● Directions
The lines from the start of the data up to and including the one with "let rest = &trimmed[6..];" should be returned exactly, and nothing else.

======== Material for this exercise

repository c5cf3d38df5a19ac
//! Bearer token helpers.
//!
//! Claims are decoded from the unverified JWT payload and are only
//! used for display (expiry countdown, listing scopes). Graph is the
//! only authority on whether a call is allowed.

use base64::{Engine as _, engine::general_purpose::URL_SAFE_NO_PAD};
use chrono::{DateTime, Utc};
use serde::{Deserialize, Serialize};

/// Strip whitespace and an optional `Bearer` scheme. A bare scheme
/// with no credentials yields an empty token.
pub fn bearer_token(raw: &str) -> &str {
    let trimmed = raw.trim();
    match trimmed.get(..6) {
        Some(scheme) if scheme.eq_ignore_ascii_case("bearer") => {
            let rest = &trimmed[6..];
            if rest.is_empty() || rest.starts_with(char::is_whitespace) {
                rest.trim()
            } else {
                trimmed
            }
        }
        _ => trimmed,
    }
}

#[derive(Debug, Default, Deserialize)]
struct RawClaims {
    exp: Option<i64>,
    scp: Option<String>,
    upn: Option<String>,
    preferred_username: Option<String>,
    tid: Option<String>,
}

#[derive(Debug, Clone, Serialize, PartialEq)]
pub struct TokenHints {
    pub expires_at: Option<DateTime<Utc>>,
    pub scopes: Vec<String>,
    pub user: Option<String>,
    pub tenant_id: Option<String>,
}

impl TokenHints {
    pub fn decode(raw: &str) -> Option<Self> {
        let token = bearer_token(raw);
        let payload = token.split('.').nth(1)?;
        // Tolerate padded segments from non-conforming issuers
        let bytes = URL_SAFE_NO_PAD.decode(payload.trim_end_matches('=')).ok()?;
        let claims: RawClaims = serde_json::from_slice(&bytes).ok()?;

        Some(Self {
            expires_at: claims
                .exp
                .and_then(|exp| DateTime::<Utc>::from_timestamp(exp, 0)),
            scopes: claims
                .scp
                .map(|scp| scp.split_whitespace().map(str::to_string).collect())
                .unwrap_or_default(),
            user: claims.upn.or(claims.preferred_username),
            tenant_id: claims.tid,
        })
    }

    pub fn is_expired(&self, now: DateTime<Utc>) -> bool {
        self.expires_at.is_some_and(|exp| exp <= now)
    }

    pub fn has_scope(&self, scope: &str) -> bool {
        self.scopes.iter().any(|s| s.eq_ignore_ascii_case(scope))
    }
}

#[cfg(test)]
mod tests {
    use super::*;
    use base64::Engine as _;
    use base64::engine::general_purpose::URL_SAFE_NO_PAD;

    fn make_token(payload: &str) -> String {
        format!(
            "{}.{}.sig",
            URL_SAFE_NO_PAD.encode(r#"{"alg":"none"}"#),
            URL_SAFE_NO_PAD.encode(payload)
        )
    }

    #[test]
    fn test_bearer_token_strips_prefix() {
        assert_eq!(bearer_token("  Bearer abc.def "), "abc.def");
        assert_eq!(bearer_token("bearer abc"), "abc");
        assert_eq!(bearer_token("abc"), "abc");
        assert_eq!(bearer_token(""), "");
    }

    #[test]
    fn test_bearer_token_scheme_without_credentials() {
        assert_eq!(bearer_token("Bearer "), "");
        assert_eq!(bearer_token("Bearer"), "");
        assert_eq!(bearer_token("  bearer  "), "");
        assert_eq!(bearer_token("Bearer\tabc"), "abc");
        assert_eq!(bearer_token("Bearerish"), "Bearerish");
    }

    #[test]
    fn test_decode_claims() {
        let token = make_token(
            r#"{"exp":1700000000,"scp":"User.Read Calendars.ReadWrite","upn":"ada@contoso.com","tid":"t-1"}"#,
        );
        let hints = TokenHints::decode(&format!("Bearer {}", token)).unwrap();

        assert_eq!(hints.expires_at.unwrap().timestamp(), 1_700_000_000);
        assert_eq!(hints.scopes, vec!["User.Read", "Calendars.ReadWrite"]);
        assert_eq!(hints.user.as_deref(), Some("ada@contoso.com"));
        assert_eq!(hints.tenant_id.as_deref(), Some("t-1"));
        assert!(hints.has_scope("calendars.readwrite"));
        assert!(!hints.has_scope("Mail.Send"));
        assert!(hints.is_expired(Utc::now()));
    }

    #[test]
    fn test_decode_rejects_garbage() {
        assert!(TokenHints::decode("not-a-jwt").is_none());
        assert!(TokenHints::decode("a.%%%.c").is_none());
    }

    #[test]
    fn test_missing_exp_never_expires() {
        let hints = TokenHints::decode(&make_token(r#"{"preferred_username":"bob@x.com"}"#)).unwrap();
        assert!(!hints.is_expired(Utc::now()));
        assert_eq!(hints.user.as_deref(), Some("bob@x.com"));
    }
}
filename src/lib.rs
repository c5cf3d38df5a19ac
pub mod api;
pub mod cli;
pub mod core;
pub mod directory;
pub mod graph;
pub mod scheduler;
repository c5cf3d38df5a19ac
pub mod routes;
mod server;
pub use server::{app, serve};
pub mod public;
mod state;
pub use state::{AppState, SharedState};
mod utils;
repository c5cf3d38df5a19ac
//! Public types for the meetings, chats and teams API
use serde::{Deserialize, Serialize};

#[derive(Deserialize)]
pub struct MeetingsQuery {
    pub days_ahead: Option<i64>,
}

#[derive(Serialize, Deserialize)]
pub struct MeetingAttendee {
    pub email: String,
    pub display_name: Option<String>,
    pub kind: Option<String>,
}

#[derive(Serialize, Deserialize)]
pub struct MeetingResponse {
    pub id: String,
    pub subject: String,
    pub start: String,
    pub end: String,
    pub is_online: bool,
    pub join_url: Option<String>,
    pub organizer: Option<String>,
    pub attendees: Vec<MeetingAttendee>,
}

#[derive(Serialize)]
pub struct ListResponse<T> {
    pub items: Vec<T>,
    pub truncated: bool,
}
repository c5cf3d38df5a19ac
use anyhow::Result;
use graphdesk::cli;

#[tokio::main]
async fn main() -> Result<()> {
    cli::run().await
}
//! Integration tests for the schedule API endpoints

mod test_utils;

#[cfg(test)]
mod tests {
    use axum::{
        body::Body,
        http::{Request, StatusCode},
    };
    use mockito::Matcher;
    use serde_json::json;
    use serial_test::serial;
    use tower::util::ServiceExt;

    use crate::test_utils::{body_to_json, test_app, test_app_with_state, test_config};

    fn post_json(uri: &str, body: serde_json::Value) -> Request<Body> {
        Request::builder()
            .uri(uri)
            .method("POST")
            .header("content-type", "application/json")
            .body(Body::from(body.to_string()))
            .unwrap()
    }

    fn find_body() -> serde_json::Value {
        json!({
            "attendees": ["ada@contoso.com", "eve@fabrikam.com"],
            "duration_minutes": 45,
            "window_start": "2025-03-03T08:00:00Z",
            "window_end": "2025-03-07T17:00:00Z"
        })
    }

    /// Tests the relaxed attempt is used when the strict one finds nothing
    #[tokio::test]
    #[serial]
    async fn it_falls_back_to_optional_externals() {
        let mut server = mockito::Server::new_async().await;
        let strict = server
            .mock("POST", "/me/findMeetingTimes")
            .match_body(Matcher::PartialJson(json!({"minimumAttendeePercentage": 1.0})))
            .with_status(200)
            .with_body(r#"{"meetingTimeSuggestions":[],"emptySuggestionsReason":"AttendeesUnavailable"}"#)
            .expect(1)
            .create_async()
            .await;
        let relaxed = server
            .mock("POST", "/me/findMeetingTimes")
            .match_body(Matcher::PartialJson(json!({
                "minimumAttendeePercentage": 0.5,
                "meetingDuration": "PT45M"
            })))
            .with_status(200)
            .with_body(
                r#"{"meetingTimeSuggestions":[
                    {"confidence":50.0,"meetingTimeSlot":{
                        "start":{"dateTime":"2025-03-04T10:00:00.0000000","timeZone":"UTC"},
                        "end":{"dateTime":"2025-03-04T10:45:00.0000000","timeZone":"UTC"}}},
                    {"confidence":50.0,"meetingTimeSlot":{
                        "start":{"dateTime":"2025-03-03T15:00:00.0000000","timeZone":"UTC"},
                        "end":{"dateTime":"2025-03-03T15:45:00.0000000","timeZone":"UTC"}}}
                ]}"#,
            )
            .expect(1)
            .create_async()
            .await;

        let app = test_app(&server.url());
        let response = app
            .oneshot(post_json("/api/schedule/find", find_body()))
            .await
            .unwrap();

        assert_eq!(response.status(), StatusCode::OK);
        let body = body_to_json(response.into_body()).await;
        assert_eq!(body["suggestion"]["attempt"], "external_optional");
        assert_eq!(body["suggestion"]["start"], "2025-03-03T15:00:00Z");
        assert_eq!(body["tenant_domain"], "contoso.com");
        strict.assert_async().await;
        relaxed.assert_async().await;
    }

    /// Tests a null suggestion when every attempt comes back empty
    #[tokio::test]
    #[serial]
    async fn it_returns_null_when_nothing_is_free() {
        let mut server = mockito::Server::new_async().await;
        let mock = server
            .mock("POST", "/me/findMeetingTimes")
            .with_status(200)
            .with_body(r#"{"meetingTimeSuggestions":[]}"#)
            .expect(3)
            .create_async()
            .await;

        let app = test_app(&server.url());
        let response = app
            .oneshot(post_json("/api/schedule/find", find_body()))
            .await
            .unwrap();

        assert_eq!(response.status(), StatusCode::OK);
        let body = body_to_json(response.into_body()).await;
        assert!(body["suggestion"].is_null());
        mock.assert_async().await;
    }

    /// Tests blank attendee lists are rejected before calling Graph
    #[tokio::test]
    #[serial]
    async fn it_returns_400_without_attendees() {
        let server = mockito::Server::new_async().await;
        let app = test_app(&server.url());

        let response = app
            .oneshot(post_json("/api/schedule/find", json!({"attendees": ["  "]})))
            .await
            .unwrap();

        assert_eq!(response.status(), StatusCode::BAD_REQUEST);
    }

    /// Tests requests without any token are unauthorized
    #[tokio::test]
    #[serial]
    async fn it_returns_401_without_token() {
        let server = mockito::Server::new_async().await;
        let (app, _) = test_app_with_state(test_config(&server.url(), None));

        let response = app
            .oneshot(post_json("/api/schedule/find", find_body()))
            .await
            .unwrap();

        assert_eq!(response.status(), StatusCode::UNAUTHORIZED);
    }

    /// Tests booking with the caller's own token
    #[tokio::test]
    #[serial]
    async fn it_books_with_caller_token() {
        let mut server = mockito::Server::new_async().await;
        let mock = server
            .mock("POST", "/me/events")
            .match_header("authorization", "Bearer caller-token")
            .match_body(Matcher::PartialJson(json!({
                "subject": "Planning",
                "onlineMeetingProvider": "teamsForBusiness",
                "recurrence": {"pattern": {"type": "weekly", "interval": 2}}
            })))
            .with_status(201)
            .with_body(
                r#"{"id":"evt-9","subject":"Planning",
                    "start":{"dateTime":"2025-03-04T10:00:00.0000000","timeZone":"UTC"},
                    "end":{"dateTime":"2025-03-04T10:30:00.0000000","timeZone":"UTC"},
                    "onlineMeeting":{"joinUrl":"https://teams.example/j/9"}}"#,
            )
            .create_async()
            .await;

        let app = test_app(&server.url());
        let mut request = post_json(
            "/api/schedule/book",
            json!({
                "subject": "Planning",
                "attendees": ["ada@contoso.com"],
                "start": "2025-03-04T10:00:00Z",
                "end": "2025-03-04T10:30:00Z",
                "recurrence": {"mode": "biweekly", "occurrences": 4}
            }),
        );
        request
            .headers_mut()
            .insert("authorization", "Bearer caller-token".parse().unwrap());

        let response = app.oneshot(request).await.unwrap();

        assert_eq!(response.status(), StatusCode::OK);
        let body = body_to_json(response.into_body()).await;
        assert_eq!(body["id"], "evt-9");
        assert_eq!(body["join_url"], "https://teams.example/j/9");
        mock.assert_async().await;
    }

    /// Tests a rejected booking surfaces Graph's status and message
    #[tokio::test]
    #[serial]
    async fn it_returns_502_when_booking_is_rejected() {
        let mut server = mockito::Server::new_async().await;
        let _mock = server
            .mock("POST", "/me/events")
            .with_status(400)
            .with_body(r#"{"error":{"code":"ErrorInvalidRequest","message":"Invalid attendee."}}"#)
            .create_async()
            .await;

        let app = test_app(&server.url());
        let response = app
            .oneshot(post_json(
                "/api/schedule/book",
                json!({
                    "attendees": ["nobody"],
                    "start": "2025-03-04T10:00:00Z",
                    "end": "2025-03-04T10:30:00Z"
                }),
            ))
            .await
            .unwrap();

        assert_eq!(response.status(), StatusCode::BAD_GATEWAY);
        let body = body_to_json(response.into_body()).await;
        assert_eq!(body["remote_status"], 400);
        assert!(body["error"].as_str().unwrap().contains("Invalid attendee."));
    }
}
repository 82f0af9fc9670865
use axum::{Json, extract::State, http::StatusCode, response::IntoResponse};
use serde_json::json;
use sqlx::SqlitePool;

/// GET /health - Liveness probe
pub async fn health() -> impl IntoResponse {
    (StatusCode::OK, Json(json!({"status": "ok"})))
}

/// GET /ready - Readiness probe, checks the database connection
pub async fn ready(State(pool): State<SqlitePool>) -> impl IntoResponse {
    match sqlx::query("SELECT 1").fetch_one(&pool).await {
        Ok(_) => (StatusCode::OK, Json(json!({"status": "ready"}))),
        Err(e) => {
            tracing::error!("Readiness check failed: database unavailable - {}", e);
            (
                StatusCode::SERVICE_UNAVAILABLE,
                Json(json!({
                    "status": "not_ready",
                    "reason": "database_unavailable"
                })),
            )
        }
    }
}
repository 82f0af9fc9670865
use std::{path::PathBuf, str::FromStr};

use cookbook_shared::State;
use sqlx::{SqlitePool, sqlite::SqliteConnectOptions};

pub async fn setup_test_state(path: PathBuf) -> anyhow::Result<State> {
    let opts = SqliteConnectOptions::from_str(&format!("sqlite:{}", path.to_str().unwrap()))?
        .create_if_missing(true);
    let pool = SqlitePool::connect_with(opts).await?;
    cookbook_db::migrate(&pool).await?;

    Ok(State::single(pool))
}

pub async fn create_owner(state: &State, email: &str) -> anyhow::Result<String> {
    let user = cookbook_user::Command(state.clone())
        .create_user(cookbook_user::CreateUserInput {
            email: email.to_owned(),
            password: "testpass123".to_owned(),
            name: "Test".to_owned(),
        })
        .await?;

    Ok(user.id)
}
use axum::{Extension, extract::State, http::StatusCode};
use cookbook_user::{CreateUserInput, UpdateUserInput, UserView};
use serde::{Deserialize, Serialize};
use validator::Validate;

use crate::{
    error::{ApiError, ApiJson},
    middleware::Auth,
    routes::AppState,
};

#[derive(Debug, Default, Deserialize)]
pub struct TokenInput {
    #[serde(default)]
    pub email: String,
    #[serde(default)]
    pub password: String,
}

#[derive(Debug, Serialize)]
pub struct TokenResponse {
    pub token: String,
}

/// Address format is only enforced on public signup; the store accepts any
/// non-blank login.
#[derive(Debug, Validate)]
struct SignupEmail {
    #[validate(email(message = "Enter a valid email address."))]
    email: String,
}

/// POST /user/create/
#[tracing::instrument(skip_all)]
pub async fn create(
    State(state): State<AppState>,
    ApiJson(input): ApiJson<CreateUserInput>,
) -> Result<(StatusCode, ApiJson<UserView>), ApiError> {
    let email = input.email.trim();
    if !email.is_empty() {
        SignupEmail {
            email: email.to_owned(),
        }
        .validate()?;
    }

    let user = state.user_command.create_user(input).await?;

    Ok((StatusCode::CREATED, ApiJson(UserView::from(&user))))
}

/// POST /user/token/ - exchange credentials for a bearer token
#[tracing::instrument(skip_all)]
pub async fn token(
    State(state): State<AppState>,
    ApiJson(input): ApiJson<TokenInput>,
) -> Result<ApiJson<TokenResponse>, ApiError> {
    let mut errors = validator::ValidationErrors::new();
    for (field, value) in [("email", &input.email), ("password", &input.password)] {
        if value.trim().is_empty() {
            errors.add(
                field,
                validator::ValidationError::new("blank")
                    .with_message("This field may not be blank.".into()),
            );
        }
    }

    if !errors.is_empty() {
        return Err(errors.into());
    }

    let Some(user) = state
        .user_command
        .authenticate(&input.email, &input.password)
        .await?
    else {
        return Err(ApiError::non_field(
            "authorization",
            "Unable to authenticate with provided credentials",
        ));
    };

    let token = cookbook_user::generate_token(
        &user,
        &state.config.jwt.secret,
        state.config.jwt.lifetime_seconds(),
    )?;

    tracing::info!(user_id = %user.id, "token issued");

    Ok(ApiJson(TokenResponse { token }))
}

/// GET /user/me/
#[tracing::instrument(skip_all, fields(user_id = %auth.user_id))]
pub async fn me(
    State(state): State<AppState>,
    Extension(auth): Extension<Auth>,
) -> Result<ApiJson<UserView>, ApiError> {
    let user = state
        .user_command
        .find(auth.user_id)
        .await?
        .ok_or(ApiError::NotFound)?;

    Ok(ApiJson(UserView::from(&user)))
}

/// PATCH /user/me/
#[tracing::instrument(skip_all, fields(user_id = %auth.user_id))]
pub async fn update_me(
    State(state): State<AppState>,
    Extension(auth): Extension<Auth>,
    ApiJson(input): ApiJson<UpdateUserInput>,
) -> Result<ApiJson<UserView>, ApiError> {
    let user = state.user_command.update(auth.user_id, input).await?;

    Ok(ApiJson(UserView::from(&user)))
}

================

● Written answer
repository c5cf3d38df5a19ac
//! Bearer token helpers.
//!
//! Claims are decoded from the unverified JWT payload and are only
//! used for display (expiry countdown, listing scopes). Graph is the
//! only authority on whether a call is allowed.

use base64::{Engine as _, engine::general_purpose::URL_SAFE_NO_PAD};
use chrono::{DateTime, Utc};
use serde::{Deserialize, Serialize};

/// Strip whitespace and an optional `Bearer` scheme. A bare scheme
/// with no credentials yields an empty token.
pub fn bearer_token(raw: &str) -> &str {
    let trimmed = raw.trim();
    match trimmed.get(..6) {
        Some(scheme) if scheme.eq_ignore_ascii_case("bearer") => {
            let rest = &trimmed[6..];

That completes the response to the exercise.